In Vitro Evaluation of Cytotoxicity and Permeation Study on Lysine- and Arginine-Based Lipopeptides with Proven Antimicrobial Activity

Owing to their excellent antimicrobial activities with a relatively low cost of production, lipopeptides are being intensively investigated as potential alternatives to popular antimicrobials. However, a critical obstacle for their application is a relatively high toxicity, hence a lot of attention has been paid to designing new molecules with optimal properties.

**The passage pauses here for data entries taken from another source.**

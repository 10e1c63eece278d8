//! Pitchside: joins cricket match records with daily weather observations.
//!
//! The pipeline parses two delimited files, normalizes their
//! heterogeneous date formats, validates each table's schema, inner-joins
//! them on (date, city), and derives display fields. The joined table is
//! then queried through [`FilterSpec`] and aggregated by the summary
//! module; rendering is left to the callers.
//!
//! # Core principles
//!
//! - **Typed at the boundary**: each table is validated once at load time
//!   into explicit records; no string-keyed column access downstream.
//! - **Immutable transforms**: every stage consumes an input table and
//!   produces a new one, so the pipeline is deterministic and idempotent.
//! - **Best-effort rows, strict schema**: a row with an unreadable date is
//!   dropped and counted; a table with a missing column aborts the load.
//!
//! # Example
//!
//! ```no_run
//! use pitchside::{FilterSpec, Pitchside, Summary};
//!
//! let pipeline = Pitchside::new("matches.csv", "weather.csv");
//! let prepared = pipeline.prepare().unwrap();
//!
//! let spec = FilterSpec::select_all(&prepared.merged.records);
//! let rows = spec.apply(&prepared.merged.records);
//!
//! match Summary::compute(&rows) {
//!     Some(summary) => println!("{} matches", summary.matches),
//!     None => println!("no data for this selection"),
//! }
//! ```

pub mod date;
pub mod error;
pub mod export;
pub mod filter;
pub mod input;
pub mod join;
pub mod load;
pub mod schema;
pub mod summary;

mod pitchside;

pub use crate::pitchside::{Pitchside, PitchsideConfig, PreparedCache, PreparedData};
pub use date::parse_date;
pub use error::{PitchsideError, Result};
pub use filter::FilterSpec;
pub use input::{DataTable, Parser, ParserConfig, SourceMetadata};
pub use join::{join_match_weather, MergedTable};
pub use load::{load_match_table, load_weather_table, LoadReport, MatchTable, WeatherTable};
pub use schema::{MatchRecord, MergedRecord, TempBucket, WeatherRecord};
pub use summary::Summary;
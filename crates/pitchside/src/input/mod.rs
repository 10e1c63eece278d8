//! Delimited-file input: parsing and source metadata.

mod parser;
mod source;

pub use parser::{hash_file, Parser, ParserConfig};
pub use source::{DataTable, SourceMetadata};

In this study we synthesized the following lipopeptides: C(16)-KK-NH(2), C(16)-KεK-NH(2), C(16)-KKK-NH(2), C(16)-KRK-NH(2), C(16)-RR-NH(2), C(16)-RRR-NH(2), (C(10))(2)-KKKK-NH(2) and (C(12))(2)-KKKK-NH(2). Their antimicrobial activity against representative strains of Gram-positive bacteria, Gram-negative bacteria and fungi has been confirmed. The compounds have been evaluated with regard to the safety of their application in dermatology. The cytotoxicity was determined in HaCaT keratinocytes using MTT assay, whereas Strat M membranes placed in Franz diffusion cells were used to assess their ability to skin permeation. The compounds containing one hexadecanoic acid chain turned out to be very toxic towards human keratinocytes, while lipopeptides containing two fatty acid chains (decanoic and dodecanoic) demonstrated much lower cytotoxicity. For the most promising lipopeptide, (C(10))(2)-KKKK-NH(2), the measured IC(50) on HaCaT keratinocytes was few times higher as compared to MICs obtained for the tested bacteria. Both groups of lipopeptides did not permeate the model membranes and therefore lack of permeation through human skin could be expected. The results of this work encourage further research on the potential application of lipopeptides with two fatty acids as novel antimicrobials.